La celebración que surge de lo bueno, lo recto y lo amable es absolutamente genial, porque desborda alegría compartida, cánticos, gozo, baile, sinceridad y vida.
Hay algo que siempre me ha llenado de asombro, y son las celebraciones de algunos aficionados. Cuando la selección de Italia fue campeona del mundo de fútbol en 2006, hubo muertes por disparos de arma de fuego, niños heridos por botellazos, heridos con armas blancas, lunas y escaparates rotos, coches destrozados... Todo esto como muestra de la «alegría» del pueblo. Cuando uno conoce noticias como esta siempre se pregunta: ¿Qué habría pasado si llegan a perder?

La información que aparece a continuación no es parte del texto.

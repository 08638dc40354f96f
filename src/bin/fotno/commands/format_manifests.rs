//! `fotno format-manifests` command

use anyhow::Result;

use crate::cli::{FormatManifestsArgs, GlobalArgs};
use fotno::core::{Workspace, DEFAULT_SOURCE};
use fotno::ops::format_manifests::{format_manifests, FormatOptions};
use fotno::util::shell::{Shell, Status};
use fotno::util::GlobalContext;

pub fn execute(global: &GlobalArgs, args: FormatManifestsArgs) -> Result<()> {
    let shell = Shell::from_flags(
        global.quiet,
        global.verbose,
        global.color,
        global.message_format,
    );

    let mut ctx = GlobalContext::new()?;
    if let Some(root) = &global.root {
        ctx = ctx.with_root(root);
    }

    // CLI flags override the repository config
    let config = ctx.config().format_manifests;
    let opts = FormatOptions {
        clean: config.clean && !args.no_clean,
        reorder: config.reorder && !args.no_reorder,
        dep_locations: config.dep_locations && !args.no_dep_locations,
    };
    let source = args
        .source
        .or_else(|| config.source.map(Into::into))
        .unwrap_or_else(|| DEFAULT_SOURCE.into());

    let ws = Workspace::new(ctx.root()).with_source(source);

    shell.caption("fotno format-manifests");
    shell.note(format!("Repository root: {}", ws.root().display()));

    if !ws.source_dir().is_dir() {
        shell.warn(format!(
            "source directory `{}` does not exist, no manifests to format",
            ws.source().display()
        ));
    }

    let report = format_manifests(&ws, &opts, &shell)?;

    shell.status(
        Status::Done,
        format!(
            "{} rewritten, {} skipped",
            report.rewritten(),
            report.skipped()
        ),
    );
    shell.json_event(&serde_json::json!({
        "reason": "finished",
        "rewritten": report.rewritten(),
        "skipped": report.skipped(),
    }));

    Ok(())
}
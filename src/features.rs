//! Fixed-length feature vectors from running entropy.
//!
//! A feature vector is the running entropy of one window size resampled to a
//! fixed number of points, so samples of any size line up column for column.

use crate::batch::SampleEntropy;
use crate::entropy::{resample, Stats};
use crate::error::{EntropyError, Result};
use serde::{Deserialize, Serialize};
use tracing::warn;

/// How feature vectors are derived from stored results.
#[derive(Debug, Clone, PartialEq, Eq, Serialize, Deserialize)]
#[serde(default)]
pub struct FeatureConfig {
    /// Points per resampled vector.
    pub datapoints: usize,
    /// Window size whose running entropy is resampled.
    pub window_size: usize,
}

impl Default for FeatureConfig {
    fn default() -> Self {
        Self {
            datapoints: 512,
            window_size: 256,
        }
    }
}

/// One long-format row: sample, position in the vector, value.
#[derive(Debug, Clone, PartialEq, Serialize, Deserialize)]
pub struct FeatureRow {
    pub id: String,
    pub offset: usize,
    pub value: f64,
}

/// Resampled running entropy for one sample.
#[derive(Debug, Clone, PartialEq, Serialize, Deserialize)]
pub struct FeatureVector {
    pub id: String,
    pub window_size: usize,
    pub values: Vec<f64>,
    /// Summary of the source sequence before resampling.
    pub stats: Stats,
}

impl FeatureVector {
    /// Builds the vector for `cfg.window_size` from a processed sample.
    pub fn from_sample(entropy: &SampleEntropy, cfg: &FeatureConfig) -> Result<Self> {
        let sequence = entropy.results.get_result(cfg.window_size)?;
        let stats = sequence.stats().ok_or_else(|| {
            EntropyError::InvalidArgument("cannot summarize an empty sequence".to_string())
        })?;
        Ok(Self {
            id: entropy.id.clone(),
            window_size: cfg.window_size,
            values: resample(sequence.as_slice(), cfg.datapoints)?,
            stats,
        })
    }

    pub fn len(&self) -> usize {
        self.values.len()
    }

    pub fn is_empty(&self) -> bool {
        self.values.is_empty()
    }

    /// Long-format rows, one per point.
    pub fn rows(&self) -> impl Iterator<Item = FeatureRow> + '_ {
        self.values
            .iter()
            .enumerate()
            .map(move |(offset, &value)| FeatureRow {
                id: self.id.clone(),
                offset,
                value,
            })
    }
}

/// Feature vectors for every processed sample that has the configured window size.
///
/// Samples without that window size are left out and returned by id.
pub fn collect_features(
    samples: &[SampleEntropy],
    cfg: &FeatureConfig,
) -> Result<(Vec<FeatureVector>, Vec<String>)> {
    let mut vectors = Vec::with_capacity(samples.len());
    let mut missing = Vec::new();
    for sample in samples {
        match FeatureVector::from_sample(sample, cfg) {
            Ok(v) => vectors.push(v),
            Err(EntropyError::NotFound { window_size }) => {
                warn!(id = %sample.id, window_size, "Window size not computed for sample");
                missing.push(sample.id.clone());
            }
            Err(e) => return Err(e),
        }
    }
    Ok((vectors, missing))
}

Creo que puedo dar una razón a tal sobresalto: hay personas que no solo se alegran por cualquier cosa (¡y perdón a todos los que crean que un campeonato del mundo no es cualquier cosa! Quizá tengan razón, pero...), sino que disparan toda su adrenalina como si el mundo fuera a terminarse el día siguiente. Las celebraciones sin sentido suelen ser una consecuencia de vidas sin sentido. La violencia en el júbilo surge de un corazón que vive insatisfecho e infeliz por su día a día y termina explotando de cualquier manera, haciéndose daño a sí mismo y a los demás.
El contraste con las personas que se alegran en lo que Dios hace es total. La celebración que surge de lo bueno, lo recto y lo amable es absolutamente genial, porque desborda alegría compartida, cánticos, gozo, baile, sinceridad y vida. El que vive cerca de Dios es feliz: «Alegraos en el Señor y regocijaos, justos; dad voces de júbilo, todos los rectos de corazón» (Salmo 32:11). «Alégrense todos los que en ti se refugian; para siempre canten con júbilo, porque tú los proteges» (Salmo 5:11).

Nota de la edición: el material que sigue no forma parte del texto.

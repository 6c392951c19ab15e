//! Batch running-entropy computation over many samples.
//!
//! Each sample gets its own [`EntropyResultSet`]; samples share nothing, so
//! they are processed in parallel on the rayon pool without locking.

use crate::entropy::{EntropyResultSet, RunningRequest};
use crate::error::{EntropyError, Result};
use crate::io::IOLimits;
use crate::sample::Sample;
use crate::timeout::{Deadline, DEFAULT_TIMEOUT_SECONDS};
use rayon::prelude::*;
use serde::{Deserialize, Serialize};
use std::path::PathBuf;
use std::time::Instant;
use tracing::{info, info_span, warn};

/// Settings for one batch run.
#[derive(Debug, Clone, PartialEq, Serialize, Deserialize)]
#[serde(default)]
pub struct BatchConfig {
    /// Window sizes computed for every sample.
    pub window_sizes: Vec<usize>,
    /// Normalize entropy values to [0, 1].
    pub normalize: bool,
    /// Also compute whole-sample entropy.
    pub overall: bool,
    /// Per-sample budget in seconds, checked after each computation; 0 disables it.
    pub max_seconds_per_sample: u64,
}

impl Default for BatchConfig {
    fn default() -> Self {
        Self {
            window_sizes: vec![256],
            normalize: true,
            overall: true,
            max_seconds_per_sample: DEFAULT_TIMEOUT_SECONDS,
        }
    }
}

/// Everything computed for one sample.
#[derive(Debug, Clone, PartialEq, Serialize, Deserialize)]
pub struct SampleEntropy {
    pub id: String,
    pub size: usize,
    pub path: Option<PathBuf>,
    /// Whole-sample entropy, when requested.
    pub overall: Option<f64>,
    pub results: EntropyResultSet,
    /// Requested window sizes not smaller than the sample.
    pub skipped_window_sizes: Vec<usize>,
}

/// A sample that could not be processed.
#[derive(Debug)]
pub struct SampleFailure {
    pub id: String,
    pub error: EntropyError,
}

/// Outcome of a batch, in input order.
#[derive(Debug, Default)]
pub struct BatchReport {
    pub processed: Vec<SampleEntropy>,
    pub failed: Vec<SampleFailure>,
}

/// Computes whole-sample entropy and each configured running entropy for one sample.
///
/// Window sizes that are not strictly smaller than the sample are skipped
/// and recorded, not treated as errors.
pub fn process_sample(sample: &Sample, cfg: &BatchConfig) -> Result<SampleEntropy> {
    let mut deadline = Deadline::new(cfg.max_seconds_per_sample, sample.id());
    process_sample_with_deadline(sample, cfg, &mut deadline)
}

/// Like [`process_sample`], against a caller-supplied deadline.
///
/// The deadline is checked after the whole-sample entropy and after every
/// window size, so the sample fails as soon as any step overruns the budget.
pub fn process_sample_with_deadline(
    sample: &Sample,
    cfg: &BatchConfig,
    deadline: &mut Deadline,
) -> Result<SampleEntropy> {
    let span = info_span!("sample", id = %sample.id(), size = sample.len());
    let _guard = span.enter();

    let overall = if cfg.overall && !sample.is_empty() {
        let entropy = sample.entropy(cfg.normalize)?;
        deadline.check()?;
        Some(entropy)
    } else {
        None
    };

    let mut results = EntropyResultSet::new();
    let mut skipped_window_sizes = Vec::new();
    for &window_size in &cfg.window_sizes {
        if window_size >= sample.len() {
            warn!(window_size, "Window size not smaller than sample, skipping");
            skipped_window_sizes.push(window_size);
            continue;
        }
        let request = RunningRequest::new(window_size).normalize(cfg.normalize);
        results.compute_running_entropy(sample.as_bytes(), &request)?;
        deadline.check()?;
    }

    info!(
        windows = results.len(),
        skipped = skipped_window_sizes.len(),
        deadline_checks = deadline.checks(),
        elapsed_ms = deadline.elapsed().as_millis() as u64,
        "Processed sample"
    );

    Ok(SampleEntropy {
        id: sample.id().to_string(),
        size: sample.len(),
        path: sample.path().map(|p| p.to_path_buf()),
        overall,
        results,
        skipped_window_sizes,
    })
}

/// Processes samples in parallel.
pub fn process_batch(samples: &[Sample], cfg: &BatchConfig) -> BatchReport {
    let started = Instant::now();
    info!(samples = samples.len(), window_sizes = ?cfg.window_sizes, "Starting batch");

    let outcomes: Vec<_> = samples
        .par_iter()
        .map(|sample| (sample.id(), process_sample(sample, cfg)))
        .collect();

    let mut report = BatchReport::default();
    for (id, outcome) in outcomes {
        match outcome {
            Ok(entropy) => report.processed.push(entropy),
            Err(error) => {
                warn!(id = %id, error = %error, "Sample failed");
                report.failed.push(SampleFailure {
                    id: id.to_string(),
                    error,
                });
            }
        }
    }

    info!(
        processed = report.processed.len(),
        failed = report.failed.len(),
        elapsed_ms = started.elapsed().as_millis() as u64,
        "Batch complete"
    );
    report
}

/// Loads files in parallel, skipping any that cannot be read.
pub fn load_samples(paths: &[PathBuf], limits: &IOLimits) -> Vec<Sample> {
    paths
        .par_iter()
        .filter_map(|path| match Sample::open(path, limits) {
            Ok(sample) => Some(sample),
            Err(e) => {
                warn!(path = %path.display(), error = %e, "Skipping unreadable sample");
                None
            }
        })
        .collect()
}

Dios es el creador de la alegría, la fuente de la felicidad, así que quien se acerca a él sabe lo que es realmente disfrutar de la vida. Nuestro cuerpo se alegra cuando Dios está con nosotros, porque re- conoce a quien le creó. La sola presencia del Señor nos llena de paz y nos lleva a celebrar, porque su sonrisa hace resplandecer todo lo que nosotros somos y llena nuestro espíritu de paz. No tiene nada que ver con las circunstancias: no depende de lo que haya ocurrido, sino que fluye de él y nos llena. Es como si fuéramos campeones del mundo permanentemente.
Sé que a veces la vida se tiñe de tristeza. El Señor Jesús lloró y hubo ocasiones en las que las lágrimas rebosaron en su alma. Pero esas circunstancias no lograron apagar la celebración de la eternidad dentro de su corazón. Eso es lo que hace diferentes nuestras vidas. La alegría no descansa en lo temporal, sino en lo permanente. El gozo no se termina, sino que tiene duración eterna. Celebramos todo lo que pasa como todo el mundo, pero hemos aprendido precisamente eso, que todo pasa... y que nosotros vivimos en otra dimensión. Una dimensión eterna.

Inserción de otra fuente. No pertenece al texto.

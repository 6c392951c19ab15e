//! Error types for the running-window entropy engine.
//!
//! All validation failures are surfaced synchronously at the offending call;
//! nothing is clamped and nothing is retried.

use crate::io::error::IoError;
use thiserror::Error;

/// Main error type for entropy operations.
#[derive(Debug, Error)]
pub enum EntropyError {
    /// The window does not fit at the requested offset.
    #[error(
        "Invalid offset for window size: offset {offset} with window {window_size} over {len} bytes"
    )]
    InvalidOffset {
        offset: usize,
        window_size: usize,
        len: usize,
    },

    /// The requested sub-range runs past the end of the data, or cannot hold one window.
    #[error(
        "Invalid length for offset: length {length} at offset {offset} (window {window_size}) over {len} bytes"
    )]
    InvalidLength {
        offset: usize,
        length: usize,
        window_size: usize,
        len: usize,
    },

    /// Non-positive window size or resample point count, or an empty sequence.
    #[error("Invalid argument: {0}")]
    InvalidArgument(String),

    /// No running entropy has been stored for this window size.
    #[error("No running entropy computed for window size {window_size}")]
    NotFound { window_size: usize },

    /// Batch-level per-sample deadline exceeded
    #[error("Entropy computation timed out after {seconds}s")]
    Timeout { seconds: u64 },

    /// Byte source errors
    #[error("I/O error: {0}")]
    Io(#[from] IoError),

    /// Configuration loading or validation errors
    #[error("Configuration error: {0}")]
    Config(String),
}

impl EntropyError {
    /// True for errors describing an offset/length/window outside the data bounds.
    pub fn is_range_error(&self) -> bool {
        matches!(
            self,
            EntropyError::InvalidOffset { .. } | EntropyError::InvalidLength { .. }
        )
    }
}

/// Result type alias for entropy operations
pub type Result<T> = std::result::Result<T, EntropyError>;

/// Convert entropy errors to PyO3 exceptions
#[cfg(feature = "python-ext")]
impl From<EntropyError> for pyo3::PyErr {
    fn from(err: EntropyError) -> pyo3::PyErr {
        use pyo3::exceptions::{PyIOError, PyIndexError, PyKeyError, PyTimeoutError, PyValueError};

        match err {
            e @ (EntropyError::InvalidOffset { .. } | EntropyError::InvalidLength { .. }) => {
                PyIndexError::new_err(e.to_string())
            }
            EntropyError::InvalidArgument(msg) | EntropyError::Config(msg) => {
                PyValueError::new_err(msg)
            }
            EntropyError::NotFound { window_size } => PyKeyError::new_err(window_size),
            EntropyError::Timeout { seconds } => {
                PyTimeoutError::new_err(format!("Operation timed out after {}s", seconds))
            }
            EntropyError::Io(e) => PyIOError::new_err(e.to_string()),
        }
    }
}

Si está pasando algo grande en tu vida, celébralo. Rebosa de alegría, canta, disfruta; ¡Pero jamás con violencia! Si está amaneciendo un día aparentemente gris, recuerda que tu alegría no depende de los colores que puedas ver, sino de quien los creó en un derroche de imaginación para ti, aunque aparentemente en este momento el arco iris esté escondido.
Alégrate en él. Disfruta con tu Creador y con todo lo que ha creado ¡Canta y baila! Dios también lo hace al verte.